AVAILABLE RECORDS =>
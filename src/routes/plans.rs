// ABOUTME: Route handlers for training plan generation and active-plan reads
// ABOUTME: Survey validation, replace confirmation, AI generation, and stats
//
// SPDX-License-Identifier: MIT OR Apache-2.0
// Copyright (c) 2025 Athletica

//! Training plan routes
//!
//! Generation is synchronous from the client's point of view: the handler
//! validates the survey, calls the AI provider, and persists the plan before
//! responding. Replacing an existing active plan must be confirmed explicitly
//! with `confirm_replace`, otherwise the request is rejected so a misfired
//! resubmit cannot silently destroy progress.

use std::sync::Arc;

use axum::{
    extract::State,
    http::{HeaderMap, StatusCode},
    response::{IntoResponse, Response},
    routing::{get, post},
    Json, Router,
};
use chrono::Utc;
use serde::{Deserialize, Serialize};
use tracing::info;

use super::ServerResources;
use crate::auth::AuthResult;
use crate::errors::AppError;
use crate::materializer::PlanMaterializer;
use crate::models::{
    CompletionStats, GenerateTrainingPlanCommand, PlanWithDays, SurveySubmission,
};
use crate::stats::calculate_completion_stats;

/// Request body for plan generation
#[derive(Debug, Deserialize)]
pub struct GeneratePlanRequest {
    /// Survey profile and personal records
    #[serde(flatten)]
    pub survey: SurveySubmission,
    /// Must be true to replace an existing active plan
    #[serde(default)]
    pub confirm_replace: bool,
}

/// A plan with its days and derived completion statistics
#[derive(Debug, Serialize)]
pub struct PlanResponse {
    /// The plan row with its workout days
    #[serde(flatten)]
    pub plan: PlanWithDays,
    /// Derived completion statistics
    pub stats: CompletionStats,
}

impl PlanResponse {
    fn build(plan: PlanWithDays) -> Self {
        let stats = calculate_completion_stats(
            &plan.workout_days,
            plan.plan.end_date,
            Utc::now().date_naive(),
        );
        Self { plan, stats }
    }
}

/// Training plan routes handler
pub struct PlansRoutes;

impl PlansRoutes {
    /// Create all training plan routes
    pub fn routes(resources: Arc<ServerResources>) -> Router {
        Router::new()
            .route("/api/training-plans/generate", post(Self::handle_generate))
            .route("/api/training-plans/active", get(Self::handle_get_active))
            .with_state(resources)
    }

    /// Extract and authenticate the user from the authorization header
    fn authenticate(
        headers: &HeaderMap,
        resources: &Arc<ServerResources>,
    ) -> Result<AuthResult, AppError> {
        let auth_header = headers.get("authorization").and_then(|h| h.to_str().ok());
        resources.auth_manager.authenticate(auth_header)
    }

    /// Handle POST /api/training-plans/generate
    async fn handle_generate(
        State(resources): State<Arc<ServerResources>>,
        headers: HeaderMap,
        Json(body): Json<GeneratePlanRequest>,
    ) -> Result<Response, AppError> {
        let auth = Self::authenticate(&headers, &resources)?;

        let command = GenerateTrainingPlanCommand::parse(&body.survey).map_err(|field_errors| {
            AppError::validation(serde_json::json!({ "fields": field_errors }))
        })?;

        let plans = resources.database.plans();
        if plans.has_active_plan(auth.user_id).await? && !body.confirm_replace {
            return Err(AppError::active_plan_exists().with_user_id(auth.user_id));
        }

        info!(user_id = %auth.user_id, "Generating training plan");
        let descriptors = resources
            .plan_generator
            .generate_plan(&command.profile, &command.personal_records)
            .await?;

        let materializer = PlanMaterializer::new(resources.database.pool().clone());
        let now = Utc::now();
        let plan = materializer
            .materialize(auth.user_id, &command, &descriptors, now.date_naive(), now)
            .await?;

        Ok((StatusCode::CREATED, Json(PlanResponse::build(plan))).into_response())
    }

    /// Handle GET /api/training-plans/active
    async fn handle_get_active(
        State(resources): State<Arc<ServerResources>>,
        headers: HeaderMap,
    ) -> Result<Response, AppError> {
        let auth = Self::authenticate(&headers, &resources)?;

        let plan = resources
            .database
            .plans()
            .get_active_with_days(auth.user_id)
            .await?
            .ok_or_else(|| AppError::no_active_plan().with_user_id(auth.user_id))?;

        Ok((StatusCode::OK, Json(PlanResponse::build(plan))).into_response())
    }
}
// ABOUTME: Axum HTTP testing utilities for integration tests
// ABOUTME: Provides helpers to test axum routes without running a full server

use axum::{
    body::Body,
    http::{header, Method, Request, StatusCode},
    Router,
};
use serde::Serialize;
use tower::ServiceExt;

/// Helper to build and execute HTTP requests against axum routers
pub struct AxumTestRequest {
    method: Method,
    uri: String,
    headers: Vec<(String, String)>,
    body: Option<String>,
}

impl AxumTestRequest {
    /// Create a new GET request
    pub fn get(uri: &str) -> Self {
        Self {
            method: Method::GET,
            uri: uri.to_owned(),
            headers: Vec::new(),
            body: None,
        }
    }

    /// Create a new POST request
    pub fn post(uri: &str) -> Self {
        Self {
            method: Method::POST,
            uri: uri.to_owned(),
            headers: Vec::new(),
            body: None,
        }
    }

    /// Create a new PATCH request
    pub fn patch(uri: &str) -> Self {
        Self {
            method: Method::PATCH,
            uri: uri.to_owned(),
            headers: Vec::new(),
            body: None,
        }
    }

    /// Create a new DELETE request
    pub fn delete(uri: &str) -> Self {
        Self {
            method: Method::DELETE,
            uri: uri.to_owned(),
            headers: Vec::new(),
            body: None,
        }
    }

    /// Add a header to the request
    pub fn header(mut self, key: &str, value: &str) -> Self {
        self.headers.push((key.to_owned(), value.to_owned()));
        self
    }

    /// Add JSON body to the request
    pub fn json<T: Serialize>(mut self, data: &T) -> Self {
        self.body = Some(serde_json::to_string(data).expect("Failed to serialize JSON"));
        self.headers.push((
            header::CONTENT_TYPE.as_str().to_owned(),
            "application/json".to_owned(),
        ));
        self
    }

    /// Execute the request against an axum router
    pub async fn send(self, app: Router) -> AxumTestResponse {
        let mut builder = Request::builder().method(self.method).uri(self.uri);

        for (key, value) in self.headers {
            builder = builder.header(key, value);
        }

        let body = self.body.unwrap_or_default();
        let request = builder
            .body(Body::from(body))
            .expect("Failed to build request");

        let response = app
            .oneshot(request)
            .await
            .expect("Failed to execute request");

        AxumTestResponse::from_response(response).await
    }
}

/// Wrapper around an axum HTTP response for testing
pub struct AxumTestResponse {
    status: StatusCode,
    body: Vec<u8>,
}

impl AxumTestResponse {
    /// Create from response by eagerly reading the body
    async fn from_response(response: axum::http::Response<Body>) -> Self {
        use axum::body::to_bytes;
        let status = response.status();
        let body = to_bytes(response.into_body(), usize::MAX)
            .await
            .expect("Failed to read response body")
            .to_vec();
        Self { status, body }
    }

    /// Get the response status code as u16 for easy assertion
    pub const fn status(&self) -> u16 {
        self.status.as_u16()
    }

    /// Get the response body as a JSON value
    pub fn json<T: serde::de::DeserializeOwned>(self) -> T {
        serde_json::from_slice(&self.body).expect("Failed to deserialize JSON response")
    }

    /// Get the response body as a string
    #[allow(dead_code)]
    pub fn text(self) -> String {
        String::from_utf8(self.body).expect("Failed to decode response as UTF-8")
    }
}
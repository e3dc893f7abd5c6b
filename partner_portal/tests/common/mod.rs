//! Shared fixtures for the integration tests.

#![allow(dead_code)]

use async_trait::async_trait;
use chrono::{DateTime, Utc};
use partner_portal::{
    PortalUser, Role, SessionManager,
    api::{ApiError, ApiResult, ImpersonationGrant, ImpersonationStatus, PortalApi, StopImpersonationGrant},
    auth::{AuthGrant, LoginRequest, RegisterRequest},
    store::MemoryStore,
};
use std::collections::VecDeque;
use std::sync::{Arc, Mutex};
use tokio::sync::Notify;

/// Scripted backend: each call pops the next queued response for its endpoint
#[derive(Default)]
pub struct FakeApi {
    login: Mutex<VecDeque<ApiResult<AuthGrant>>>,
    register: Mutex<VecDeque<ApiResult<AuthGrant>>>,
    profile: Mutex<VecDeque<ApiResult<PortalUser>>>,
    start: Mutex<VecDeque<ApiResult<ImpersonationGrant>>>,
    stop: Mutex<VecDeque<ApiResult<StopImpersonationGrant>>>,
    status: Mutex<VecDeque<ApiResult<ImpersonationStatus>>>,
    calls: Mutex<Vec<String>>,
    /// When set, profile and impersonation calls wait for a notification before answering
    gate: Mutex<Option<Arc<Notify>>>,
}

impl FakeApi {
    pub fn new() -> Arc<Self> {
        Arc::new(Self::default())
    }

    pub fn push_login(&self, response: ApiResult<AuthGrant>) {
        self.login.lock().unwrap().push_back(response);
    }

    pub fn push_register(&self, response: ApiResult<AuthGrant>) {
        self.register.lock().unwrap().push_back(response);
    }

    pub fn push_profile(&self, response: ApiResult<PortalUser>) {
        self.profile.lock().unwrap().push_back(response);
    }

    pub fn push_start(&self, response: ApiResult<ImpersonationGrant>) {
        self.start.lock().unwrap().push_back(response);
    }

    pub fn push_stop(&self, response: ApiResult<StopImpersonationGrant>) {
        self.stop.lock().unwrap().push_back(response);
    }

    pub fn push_status(&self, response: ApiResult<ImpersonationStatus>) {
        self.status.lock().unwrap().push_back(response);
    }

    /// Hold authenticated responses until the returned handle is notified
    pub fn hold(&self) -> Arc<Notify> {
        let notify = Arc::new(Notify::new());
        *self.gate.lock().unwrap() = Some(Arc::clone(&notify));
        notify
    }

    /// Endpoints called so far, with the token used where there is one
    pub fn calls(&self) -> Vec<String> {
        self.calls.lock().unwrap().clone()
    }

    pub fn call_count(&self, endpoint: &str) -> usize {
        self.calls()
            .iter()
            .filter(|call| call.split(' ').next() == Some(endpoint))
            .count()
    }

    fn record(&self, call: String) {
        self.calls.lock().unwrap().push(call);
    }

    async fn wait_gate(&self) {
        let gate = self.gate.lock().unwrap().clone();
        if let Some(gate) = gate {
            gate.notified().await;
        }
    }

    fn next<T>(queue: &Mutex<VecDeque<ApiResult<T>>>) -> ApiResult<T> {
        queue
            .lock()
            .unwrap()
            .pop_front()
            .unwrap_or_else(|| Err(ApiError::Transport("no scripted response".to_string())))
    }
}

#[async_trait]
impl PortalApi for FakeApi {
    async fn login(&self, request: &LoginRequest) -> ApiResult<AuthGrant> {
        self.record(format!("login {}", request.email));
        Self::next(&self.login)
    }

    async fn register(&self, request: &RegisterRequest) -> ApiResult<AuthGrant> {
        self.record(format!("register {}", request.email));
        Self::next(&self.register)
    }

    async fn fetch_profile(&self, token: &str) -> ApiResult<PortalUser> {
        self.record(format!("profile {}", token));
        self.wait_gate().await;
        Self::next(&self.profile)
    }

    async fn start_impersonation(
        &self,
        token: &str,
        target_uuid: &str,
    ) -> ApiResult<ImpersonationGrant> {
        self.record(format!("start {} {}", token, target_uuid));
        self.wait_gate().await;
        Self::next(&self.start)
    }

    async fn stop_impersonation(&self, token: &str) -> ApiResult<StopImpersonationGrant> {
        self.record(format!("stop {}", token));
        Self::next(&self.stop)
    }

    async fn impersonation_status(&self, token: &str) -> ApiResult<ImpersonationStatus> {
        self.record(format!("status {}", token));
        Self::next(&self.status)
    }
}

pub fn user(uuid: &str, role: Role) -> PortalUser {
    PortalUser {
        uuid: uuid.to_string(),
        full_name: format!("User {}", uuid),
        email: format!("{}@example.com", uuid),
        role,
        partner_id: None,
        compensation_link: None,
        created_at: None,
    }
}

pub fn admin() -> PortalUser {
    PortalUser {
        full_name: "Ada Admin".to_string(),
        ..user("admin1", Role::Admin)
    }
}

pub fn partner() -> PortalUser {
    PortalUser {
        full_name: "A B".to_string(),
        email: "a@b.com".to_string(),
        ..user("u1", Role::User)
    }
}

pub fn grant(user: PortalUser, token: &str) -> ApiResult<AuthGrant> {
    Ok(AuthGrant {
        user,
        token: token.to_string(),
    })
}

pub fn impersonation_grant(
    admin: PortalUser,
    target: PortalUser,
    token: &str,
    expires_at: Option<DateTime<Utc>>,
) -> ApiResult<ImpersonationGrant> {
    Ok(ImpersonationGrant {
        impersonation_token: token.to_string(),
        target_user: target,
        admin_user: admin,
        session_id: "s1".to_string(),
        expires_at,
    })
}

pub fn manager_with(api: &Arc<FakeApi>, store: &Arc<MemoryStore>) -> Arc<SessionManager> {
    Arc::new(SessionManager::new(api.clone(), store.clone()))
}

/// Manager restored from `store` as a fresh process would do it, with its
/// background profile refresh already finished
pub async fn restart(api: &Arc<FakeApi>, store: &Arc<MemoryStore>) -> Arc<SessionManager> {
    let manager = manager_with(api, store);
    if let Some(refresh) = manager.initialize() {
        refresh.await.unwrap();
    }
    manager
}

/// Signed-in admin with token `admin-tok`
pub async fn signed_in_admin(api: &Arc<FakeApi>, store: &Arc<MemoryStore>) -> Arc<SessionManager> {
    let manager = manager_with(api, store);
    let _ = manager.initialize();
    api.push_login(grant(admin(), "admin-tok"));
    manager.login("admin1@example.com", "secret").await.unwrap();
    manager
}
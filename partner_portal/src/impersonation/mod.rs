//! Impersonation: an admin temporarily acting as another user.
//!
//! Two states, layered on the [`SessionManager`](crate::auth::SessionManager):
//!
//! ```text
//!            start_impersonation(uuid)
//!   Normal ----------------------------> Impersonating
//!     ^  ^                                  |     |
//!     |  +------- stop_impersonation() -----+     |
//!     +-------------- logout() -------------------+
//! ```
//!
//! While impersonating, the live token is the impersonation token and the current
//! user mirrors the impersonated user. The real admin identity is kept in the
//! [`ImpersonationContext`] and persisted as an [`ImpersonationRecord`]. Nested
//! impersonation is rejected with `AuthError::AlreadyImpersonating`.

pub mod models;
pub mod session;

pub use models::{
    ImpersonationContext, ImpersonationRecord, MAX_IMPERSONATION_LIFETIME_SECS, format_elapsed,
};
pub use session::Reconciliation;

TASK PROMPT =>
Set down exactly the lines that begin the records and continue through the line bearing "the plan before"; include both ends.

OUTPUT OF THE TASK =>
filename src/routes/plans.rs
// ABOUTME: Route handlers for training plan generation and active-plan reads
// ABOUTME: Survey validation, replace confirmation, AI generation, and stats
//
// SPDX-License-Identifier: MIT OR Apache-2.0
// Copyright (c) 2025 Athletica

//! Training plan routes
//!
//! Generation is synchronous from the client's point of view: the handler
//! validates the survey, calls the AI provider, and persists the plan before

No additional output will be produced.